The call ran down the line of rescue workers like wildfire, everyone craning their necks for a look at their Saviour. Kolyat forced himself to continue extracting the mangled squad of turians he'd uncovered instead of rushing to her side. He would do no good over there, getting in the way of actual doctors. She may not like him personally, but Miranda Lawson knew exactly what kind of debt she owed his family and, if he needed to, Kolyat was prepared to use any means necessary to see Shepard as soon as she was stable.

'Stable' was, of course, a relative term, but he made sure to keep track of each of her hospital transfers. Often, he would sneak in outside of visiting hours to sit at her beside, one frail hand clasped in his own as he prayed for her swift recovery.

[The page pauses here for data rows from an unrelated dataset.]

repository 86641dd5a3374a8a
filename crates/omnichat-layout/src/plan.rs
//! Slot set transitions.

use std::collections::BTreeSet;

use crate::selection::SlotKey;

/// How the on-screen slot set changes between two layouts.
#[derive(Debug, Clone, Default, PartialEq, Eq)]
pub struct SlotDiff {
    /// Slots that disappear; their controllers are deactivated.
    pub removed: Vec<SlotKey>,
    /// New slots; controllers are created and activated.
    pub added: Vec<SlotKey>,
    /// Slots present in both; only their placeholders move.
    pub kept: Vec<SlotKey>,
}

impl SlotDiff {
    pub fn is_empty(&self) -> bool {
        self.removed.is_empty() && self.added.is_empty()
    }
}

pub fn diff_slots(old: &[SlotKey], new: &[SlotKey]) -> SlotDiff {
    let old_set: BTreeSet<SlotKey> = old.iter().copied().collect();
    let new_set: BTreeSet<SlotKey> = new.iter().copied().collect();
    SlotDiff {
        removed: old_set.difference(&new_set).copied().collect(),
        added: new_set.difference(&old_set).copied().collect(),
        kept: old_set.intersection(&new_set).copied().collect(),
    }
}

#[cfg(test)]
mod tests {
    use super::*;
    use crate::selection::{LayoutMode, Selection};
    use crate::tab::ModelTab;

    #[test]
    fn switching_tab_replaces_slot() {
        let mut sel = Selection::default();
        let before = sel.slot_keys();
        sel.select(ModelTab::Claude);
        let diff = diff_slots(&before, &sel.slot_keys());

        assert_eq!(diff.removed.len(), 1);
        assert_eq!(diff.removed[0].tab, ModelTab::ChatGpt);
        assert_eq!(diff.added[0].tab, ModelTab::Claude);
        assert!(diff.kept.is_empty());
    }

    #[test]
    fn toggling_mode_rebuilds_every_slot() {
        let mut sel = Selection::default();
        let before = sel.slot_keys();
        sel.toggle_compare();
        let diff = diff_slots(&before, &sel.slot_keys());

        assert_eq!(diff.removed.len(), 1);
        assert_eq!(diff.added.len(), 2);
        assert!(diff.added.iter().all(|k| k.mode == LayoutMode::Compare));
    }

    #[test]
    fn compare_swap_keeps_shared_slot() {
        let mut sel = Selection::default();
        sel.toggle_compare();
        let before = sel.slot_keys();
        sel.select(ModelTab::GeminiWeb);
        let diff = diff_slots(&before, &sel.slot_keys());

        assert_eq!(diff.kept.len(), 1);
        assert_eq!(diff.kept[0].tab, ModelTab::Claude);
        assert_eq!(diff.removed[0].tab, ModelTab::ChatGpt);
        assert_eq!(diff.added[0].tab, ModelTab::GeminiWeb);
    }

    #[test]
    fn identical_sets_are_empty_diff() {
        let sel = Selection::default();
        assert!(diff_slots(&sel.slot_keys(), &sel.slot_keys()).is_empty());
    }
}
//! Shared range-validation helpers used by all section validators.

/// Push an error if `value` is outside `[min, max]` (integer).
pub(crate) fn validate_range(errors: &mut Vec<String>, name: &str, value: u32, min: u32, max: u32) {
    if value < min || value > max {
        errors.push(format!("{name} = {value} is out of range [{min}, {max}]"));
    }
}

/// Push an error if `value` is outside `[min, max]` (float).
pub(crate) fn validate_range_f64(
    errors: &mut Vec<String>,
    name: &str,
    value: f64,
    min: f64,
    max: f64,
) {
    if !(min..=max).contains(&value) {
        errors.push(format!("{name} = {value} is out of range [{min}, {max}]"));
    }
}

/// Push an error if `value` is not an http(s) or `about:` URL.
pub(crate) fn validate_url(errors: &mut Vec<String>, name: &str, value: &str) {
    let ok = value.starts_with("https://")
        || value.starts_with("http://")
        || value.starts_with("about:");
    if !ok {
        errors.push(format!("{name} = {value:?} is not an http(s) URL"));
    }
}
//! Closing surfaces that fell out of the active model set.

use std::collections::HashSet;
use std::sync::Arc;

use omnichat_common::ModelIdentity;
use tracing::debug;

use crate::manager::EmbeddingRegistry;

/// Invoked by the presentation layer whenever the set of on-screen
/// embedded models changes. Never creates surfaces; slot controllers do
/// that when they become active.
#[derive(Clone)]
pub struct ReconciliationTrigger {
    registry: Arc<EmbeddingRegistry>,
}

impl ReconciliationTrigger {
    pub fn new(registry: Arc<EmbeddingRegistry>) -> Self {
        Self { registry }
    }

    /// Bring the registry in line with `active`.
    ///
    /// An empty set means no embedded model is on screen at all, so the
    /// registry does a full `close_all`, orphan sweep included.
    pub async fn on_active_set_changed<I>(&self, active: I)
    where
        I: IntoIterator<Item = ModelIdentity>,
    {
        let active: HashSet<ModelIdentity> = active.into_iter().collect();
        if active.is_empty() {
            debug!("no embedded model active, closing all surfaces");
            self.registry.close_all().await;
        } else {
            debug!(active = ?active, "active model set changed");
            self.registry.reconcile(&active).await;
        }
    }
}
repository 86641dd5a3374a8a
//! TOML config file loading and creation.

mod loader;
mod paths;
mod template;


pub use loader::{load_default, load_from_path};
pub use paths::{create_default_config, default_config_path};
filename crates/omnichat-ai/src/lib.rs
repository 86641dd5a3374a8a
//! Direct API chat for OmniChat.
//!
//! Provides:
//! - A Gemini REST client with plain and SSE streaming requests
//! - Persisted chat history with per-session auto titles

pub mod gemini;
pub mod history;
pub mod streaming;

use async_trait::async_trait;

pub use gemini::{GeminiClient, GeminiConfig, Sampling};
pub use history::{ChatHistory, ChatSession};

#[async_trait]
pub trait AiClient: Send + Sync {
    async fn send_message(&self, messages: &[Message]) -> Result<AiResponse, AiError>;

    async fn send_message_streaming(
        &self,
        messages: &[Message],
        on_chunk: Box<dyn Fn(String) + Send + Sync>,
    ) -> Result<AiResponse, AiError>;
}

#[derive(Debug, Clone, PartialEq, Eq, serde::Serialize, serde::Deserialize)]
pub struct Message {
    pub role: Role,
    pub content: String,
}

impl Message {
    pub fn user(content: impl Into<String>) -> Self {
        Self {
            role: Role::User,
            content: content.into(),
        }
    }

    pub fn assistant(content: impl Into<String>) -> Self {
        Self {
            role: Role::Assistant,
            content: content.into(),
        }
    }
}

#[derive(Debug, Clone, Copy, PartialEq, Eq, serde::Serialize, serde::Deserialize)]
#[serde(rename_all = "lowercase")]
pub enum Role {
    User,
    Assistant,
    System,
}

#[derive(Debug, Clone)]
pub struct AiResponse {
    pub content: String,
    pub usage: TokenUsage,
}

#[derive(Debug, Clone, Default, PartialEq, Eq)]
pub struct TokenUsage {
    pub input_tokens: u64,
    pub output_tokens: u64,
}

impl TokenUsage {
    pub fn total_tokens(&self) -> u64 {
        self.input_tokens.saturating_add(self.output_tokens)
    }
}

#[derive(Debug, thiserror::Error)]
pub enum AiError {
    #[error("no Gemini API key configured")]
    MissingApiKey,
    #[error("API error: {0}")]
    ApiError(String),
    #[error("Rate limited")]
    RateLimited,
    #[error("Network error: {0}")]
    NetworkError(String),
    #[error("Parse error: {0}")]
    ParseError(String),
    #[error("history storage error: {0}")]
    Storage(String),
}
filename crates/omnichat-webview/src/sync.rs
//! Keeps a surface aligned with its placeholder.
//!
//! Pushes happen after a short settle delay, on every window move/resize
//! signal, on every placeholder change, and on a backstop polling interval.
//! Zero-area geometry is never pushed, and per-push host errors are
//! swallowed: the next trigger simply tries again.

use std::sync::Arc;
use std::time::Duration;

use omnichat_common::Geometry;
use tokio::sync::broadcast::error::RecvError;
use tokio::sync::{broadcast, watch};
use tokio::time::MissedTickBehavior;
use tokio_util::sync::CancellationToken;
use tracing::{debug, trace};

use crate::events::WindowSignal;
use crate::host::{GeometrySource, SurfaceHandle};

/// Result of a single geometry push.
#[derive(Debug, Clone, Copy, PartialEq)]
pub enum SyncOutcome {
    /// The placeholder is not mounted; nothing was pushed.
    Unmounted,
    /// The rounded geometry had no area; nothing was pushed.
    ZeroArea,
    Pushed(Geometry),
}

#[derive(Debug)]
enum Trigger {
    Window,
    Placeholder,
    Poll,
}

pub struct PositionSynchronizer {
    handle: Arc<dyn SurfaceHandle>,
    source: Arc<dyn GeometrySource>,
    poll_interval: Duration,
    settle_delay: Duration,
}

impl PositionSynchronizer {
    pub fn new(
        handle: Arc<dyn SurfaceHandle>,
        source: Arc<dyn GeometrySource>,
        poll_interval: Duration,
        settle_delay: Duration,
    ) -> Self {
        Self {
            handle,
            source,
            poll_interval,
            settle_delay,
        }
    }

    /// Read the placeholder once and push its rounded geometry.
    pub async fn sync_once(&self) -> SyncOutcome {
        let Some(bounds) = self.source.bounds() else {
            return SyncOutcome::Unmounted;
        };
        let geometry = bounds.rounded();
        if geometry.is_zero_area() {
            trace!(label = %self.handle.label(), "skipping zero-area geometry");
            return SyncOutcome::ZeroArea;
        }

        if let Err(e) = self.handle.set_position(geometry.x, geometry.y).await {
            trace!(label = %self.handle.label(), error = %e, "set_position failed");
        }
        if let Err(e) = self.handle.set_size(geometry.width, geometry.height).await {
            trace!(label = %self.handle.label(), error = %e, "set_size failed");
        }
        SyncOutcome::Pushed(geometry)
    }

    /// Run until `cancel` fires.
    pub async fn run(self, signals: broadcast::Receiver<WindowSignal>, cancel: CancellationToken) {
        let label = self.handle.label().to_string();

        tokio::select! {
            _ = cancel.cancelled() => return,
            _ = tokio::time::sleep(self.settle_delay) => {}
        }
        debug!(label = %label, "position sync started");
        self.sync_once().await;

        let mut signals = Some(signals);
        let mut changes = self.source.changes();
        let mut poll = tokio::time::interval(self.poll_interval);
        poll.set_missed_tick_behavior(MissedTickBehavior::Skip);
        poll.tick().await;

        loop {
            let trigger = tokio::select! {
                biased;
                _ = cancel.cancelled() => break,
                trigger = next_window_signal(&mut signals) => trigger,
                trigger = next_placeholder_change(&mut changes) => trigger,
                _ = poll.tick() => Trigger::Poll,
            };
            trace!(label = %label, trigger = ?trigger, "syncing geometry");
            self.sync_once().await;
        }
        debug!(label = %label, "position sync stopped");
    }
}

async fn next_window_signal(signals: &mut Option<broadcast::Receiver<WindowSignal>>) -> Trigger {
    loop {
        let Some(rx) = signals.as_mut() else {
            return std::future::pending().await;
        };
        match rx.recv().await {
            Ok(signal) => {
                trace!(signal = ?signal, "window signal");
                return Trigger::Window;
            }
            // missed some signals; one push covers them all
            Err(RecvError::Lagged(skipped)) => {
                trace!(skipped, "window signals lagged");
                return Trigger::Window;
            }
            Err(RecvError::Closed) => *signals = None,
        }
    }
}

async fn next_placeholder_change(changes: &mut Option<watch::Receiver<()>>) -> Trigger {
    loop {
        let Some(rx) = changes.as_mut() else {
            return std::future::pending().await;
        };
        match rx.changed().await {
            Ok(()) => return Trigger::Placeholder,
            Err(_) => *changes = None,
        }
    }
}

When she finally woke, he made sure to be there alongside those she had fought and bled with. Perhaps they thought he was representing his father, but he had held tight to the words she had spoken to him over two years prior on a threadbare couch in a too-bright precinct break room. He was there for her because it was the only place he could possibly be at that moment and still be true to himself.

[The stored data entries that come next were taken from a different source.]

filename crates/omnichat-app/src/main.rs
mod app_state;
mod cli;
mod convert;
mod headless;

use tracing_subscriber::fmt::MakeWriter;
use tracing_subscriber::EnvFilter;
use winit::event_loop::EventLoop;

use app_state::{AppEvent, OmniChatApp};
use cli::Command;

const DEFAULT_LOG_DIRECTIVE: &str = "omnichat=info";

fn main() {
    let args = cli::parse();

    // The config picks the final log level, but loading it can already warn.
    let startup_directive = args.log_level.as_deref().unwrap_or(DEFAULT_LOG_DIRECTIVE);
    let loaded = with_startup_logging(
        startup_directive,
        std::io::stderr,
        omnichat_config::load_config,
    );
    let config_level = loaded.as_ref().ok().map(|c| c.logging.level.clone());

    let log_directive = args
        .log_level
        .clone()
        .or(config_level)
        .unwrap_or_else(|| DEFAULT_LOG_DIRECTIVE.to_string());
    tracing_subscriber::fmt()
        .with_env_filter(env_filter(&log_directive))
        .init();

    let config = loaded.unwrap_or_else(|e| {
        tracing::warn!("Config load failed, using defaults: {e}");
        omnichat_config::OmniChatConfig::default()
    });

    match args.command {
        Some(Command::Ask { prompt }) => {
            if let Err(e) = headless::ask(&config, &prompt.join(" ")) {
                eprintln!("omnichat: {e}");
                std::process::exit(1);
            }
        }
        Some(Command::Config { action }) => {
            if let Err(e) = headless::config(config, action) {
                eprintln!("omnichat: {e}");
                std::process::exit(1);
            }
        }
        None => run_gui(config),
    }
}

fn env_filter(directive: &str) -> EnvFilter {
    EnvFilter::from_default_env().add_directive(
        directive
            .parse()
            .unwrap_or_else(|_| DEFAULT_LOG_DIRECTIVE.parse().unwrap()),
    )
}

/// Run `load` under a provisional subscriber writing to `writer`, so events
/// emitted before the global subscriber exists still reach the user.
fn with_startup_logging<W, T>(directive: &str, writer: W, load: impl FnOnce() -> T) -> T
where
    W: for<'a> MakeWriter<'a> + Send + Sync + 'static,
{
    let subscriber = tracing_subscriber::fmt()
        .with_env_filter(env_filter(directive))
        .with_writer(writer)
        .with_ansi(false)
        .finish();
    tracing::subscriber::with_default(subscriber, load)
}

fn run_gui(config: omnichat_config::OmniChatConfig) {
    tracing::info!("OmniChat v{} starting...", env!("CARGO_PKG_VERSION"));

    let event_loop = EventLoop::<AppEvent>::with_user_event()
        .build()
        .expect("failed to create event loop");
    let mut app = OmniChatApp::new(config, event_loop.create_proxy());

    tracing::info!("Entering event loop");
    if let Err(e) = event_loop.run_app(&mut app) {
        tracing::error!("Event loop error: {e}");
    }
    tracing::info!("Shutdown complete");
}
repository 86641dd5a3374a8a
//! `ApplicationHandler` implementation for the winit event loop.

use winit::application::ApplicationHandler;
use winit::event::{ElementState, KeyEvent, WindowEvent};
use winit::event_loop::ActiveEventLoop;
use winit::keyboard::Key;
use winit::window::WindowId;

use omnichat_layout::ModelTab;
use omnichat_webview::WindowSignal;

use super::core::OmniChatApp;
use super::types::AppEvent;

impl ApplicationHandler<AppEvent> for OmniChatApp {
    fn resumed(&mut self, event_loop: &ActiveEventLoop) {
        if self.window.is_some() {
            return;
        }

        if !self.initialize_window(event_loop) {
            event_loop.exit();
            return;
        }

        self.apply_selection();
        self.update_window_title();
    }

    fn user_event(&mut self, event_loop: &ActiveEventLoop, event: AppEvent) {
        match event {
            AppEvent::HostCommands => self.process_host_commands(),
            AppEvent::ShutdownComplete => self.finish_shutdown(event_loop),
        }
    }

    fn window_event(
        &mut self,
        _event_loop: &ActiveEventLoop,
        _window_id: WindowId,
        event: WindowEvent,
    ) {
        match event {
            WindowEvent::CloseRequested => {
                tracing::info!("Window close requested");
                self.begin_shutdown();
            }

            WindowEvent::Resized(size) => {
                if size.width > 0 && size.height > 0 {
                    self.relayout(WindowSignal::Resized);
                }
            }

            WindowEvent::ScaleFactorChanged { .. } => {
                self.relayout(WindowSignal::Resized);
            }

            WindowEvent::Moved(_) => {
                self.relayout(WindowSignal::Moved);
            }

            WindowEvent::KeyboardInput { event, .. } => {
                self.handle_keyboard_input(event);
            }

            _ => {}
        }
    }

    fn about_to_wait(&mut self, event_loop: &ActiveEventLoop) {
        if self.should_exit {
            event_loop.exit();
            return;
        }
        self.poll_and_schedule(event_loop);
    }
}

impl OmniChatApp {
    /// Keys: `1`-`4` pick a tab, `C` toggles compare mode, `R` retries
    /// failed slots, `O` opens the visible model in the browser.
    fn handle_keyboard_input(&mut self, event: KeyEvent) {
        if event.state != ElementState::Pressed || event.repeat || self.is_shutting_down() {
            return;
        }
        let Key::Character(c) = &event.logical_key else {
            return;
        };

        match c.to_ascii_lowercase().as_str() {
            "c" => {
                self.selection.toggle_compare();
                self.apply_selection();
            }
            "r" => self.retry_failed(),
            "o" => self.open_in_browser(),
            digit => {
                let tab = digit
                    .parse::<u8>()
                    .ok()
                    .and_then(ModelTab::from_shortcut);
                if let Some(tab) = tab {
                    if self.selection.select(tab) {
                        self.apply_selection();
                    }
                }
            }
        }
        self.update_window_title();
    }
}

He knew he had fallen into the same trap that had ensnared his father years before. Unlike Thane, however, Kolyat refused to burden Shepard with his affections. He couldn't help his subconscious reactions - the subtle vocal and hormonal changes that deepened his voice and frill colour alike - but he could keep his words professional and his hands to himself. He couldn't stop himself from calling on her so often he practically lived in her home, either. That is, until a particularly probing question from a visiting Tali when she thought him out of earshot brought an embarrassed flush to Shepard's face. He knew then that he was not only torturing himself but making her uncomfortable in the process, so he retreated.

She tracked him down on the Citadel four months later, snagged his collar in her cybernetically-enhanced grip, and dragged him to his knees so she could snarl in his face despite her current wheelchair-bound status. "You really are an idiot, aren't you?"

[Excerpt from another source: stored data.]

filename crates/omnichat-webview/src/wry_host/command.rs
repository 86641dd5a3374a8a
use tokio::sync::oneshot;

use crate::errors::HostError;
use crate::host::SurfaceSpec;

pub(crate) type Reply<T> = oneshot::Sender<Result<T, HostError>>;

/// Work queued for the UI thread.
pub(crate) enum HostCommand {
    /// Fire-and-forget; the outcome goes to the creation board.
    Create { label: String, spec: SurfaceSpec },
    SetPosition {
        label: String,
        x: f64,
        y: f64,
        reply: Reply<()>,
    },
    SetSize {
        label: String,
        width: f64,
        height: f64,
        reply: Reply<()>,
    },
    Close { label: String, reply: Reply<()> },
    List { reply: Reply<Vec<String>> },
}

impl HostCommand {
    pub fn name(&self) -> &'static str {
        match self {
            Self::Create { .. } => "create",
            Self::SetPosition { .. } => "set_position",
            Self::SetSize { .. } => "set_size",
            Self::Close { .. } => "close",
            Self::List { .. } => "list",
        }
    }
}
//! Boundary to the native windowing runtime.
//!
//! Everything the lifecycle manager needs from the host is expressed here:
//! creating a surface, moving/resizing/closing it, learning whether creation
//! succeeded, enumerating live surfaces, and hearing about window moves.

use std::sync::Arc;

use async_trait::async_trait;
use omnichat_common::Geometry;
use tokio::sync::{broadcast, oneshot, watch};

use crate::errors::HostError;
use crate::events::{CreationEvent, WindowSignal};

/// What to load and where, for a new surface.
#[derive(Debug, Clone, PartialEq)]
pub struct SurfaceSpec {
    pub url: String,
    pub geometry: Geometry,
}

/// One embedded native web surface.
///
/// All operations are asynchronous and independently fallible. `close`
/// must tolerate being called on a surface that is already gone.
#[async_trait]
pub trait SurfaceHandle: Send + Sync {
    /// The unique label the surface was created with.
    fn label(&self) -> &str;

    async fn set_position(&self, x: f64, y: f64) -> Result<(), HostError>;

    async fn set_size(&self, width: f64, height: f64) -> Result<(), HostError>;

    async fn close(&self) -> Result<(), HostError>;

    /// One-shot subscription to the creation outcome. The receiver resolves
    /// at most once; it errors if the host drops the surface without
    /// reporting an outcome.
    fn subscribe_creation(&self) -> oneshot::Receiver<CreationEvent>;
}

/// The host windowing runtime.
#[async_trait]
pub trait SurfaceHost: Send + Sync {
    /// Request a new child surface in the main window. Returns as soon as the
    /// request is accepted; the outcome arrives via
    /// [`SurfaceHandle::subscribe_creation`].
    async fn create_surface(
        &self,
        label: &str,
        spec: SurfaceSpec,
    ) -> Result<Arc<dyn SurfaceHandle>, HostError>;

    /// Every live surface host-wide, including ones this process never
    /// registered.
    async fn list_surfaces(&self) -> Result<Vec<Arc<dyn SurfaceHandle>>, HostError>;

    /// Window move/resize notifications.
    fn window_signals(&self) -> broadcast::Receiver<WindowSignal>;
}

/// The placeholder a surface tracks.
pub trait GeometrySource: Send + Sync {
    /// Current bounding box, or `None` when the placeholder is not mounted.
    fn bounds(&self) -> Option<Geometry>;

    /// Size-change notifications for the placeholder itself, if it can
    /// provide them.
    fn changes(&self) -> Option<watch::Receiver<()>> {
        None
    }
}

The question was proven to be rhetorical seconds later when she closed the gap between them and kissed him thoroughly. He wasted precious seconds debating the truth of that reality before he realised it didn't matter and enthusiastically returned her affections. Hours later, in the privacy of his apartment, hands free to roam across soft skin and the firm muscles hidden beneath, he spared one final thought for his star-crossed parents. No, he wouldn't make his father's mistakes; there was nowhere he'd rather be than where he was at that moment and he was determined that no matter how perfect his recall, he would spend the rest of their lives memorising everything that made Shepard so gloriously her.